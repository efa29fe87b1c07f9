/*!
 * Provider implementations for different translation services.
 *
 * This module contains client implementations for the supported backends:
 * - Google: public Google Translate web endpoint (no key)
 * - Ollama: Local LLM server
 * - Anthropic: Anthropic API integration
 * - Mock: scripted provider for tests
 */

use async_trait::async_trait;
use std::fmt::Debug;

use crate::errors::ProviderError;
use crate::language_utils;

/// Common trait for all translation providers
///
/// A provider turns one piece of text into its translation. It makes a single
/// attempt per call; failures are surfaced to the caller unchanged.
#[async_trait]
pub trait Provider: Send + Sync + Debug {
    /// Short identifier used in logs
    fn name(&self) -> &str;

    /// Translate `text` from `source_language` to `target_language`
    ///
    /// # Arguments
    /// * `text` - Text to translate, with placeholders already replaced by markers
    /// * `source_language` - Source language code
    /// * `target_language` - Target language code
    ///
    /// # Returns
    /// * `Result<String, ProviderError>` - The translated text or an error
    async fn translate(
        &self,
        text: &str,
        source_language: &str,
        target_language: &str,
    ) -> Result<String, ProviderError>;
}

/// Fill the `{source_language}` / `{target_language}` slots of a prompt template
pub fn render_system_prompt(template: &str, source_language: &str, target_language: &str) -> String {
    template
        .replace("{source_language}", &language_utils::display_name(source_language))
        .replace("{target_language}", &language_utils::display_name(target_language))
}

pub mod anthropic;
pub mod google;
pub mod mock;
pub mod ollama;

* [Work instruction]
From the opening line of the data above, please print each line as written up to and including the line that contains "makes a single", and nothing more.

* [Task output]
repository efa29fe87b1c07f9
/*!
 * Provider implementations for different translation services.
 *
 * This module contains client implementations for the supported backends:
 * - Google: public Google Translate web endpoint (no key)
 * - Ollama: Local LLM server
 * - Anthropic: Anthropic API integration
 * - Mock: scripted provider for tests
 */

use async_trait::async_trait;
use std::fmt::Debug;

use crate::errors::ProviderError;
use crate::language_utils;

/// Common trait for all translation providers
///
/// A provider turns one piece of text into its translation. It makes a single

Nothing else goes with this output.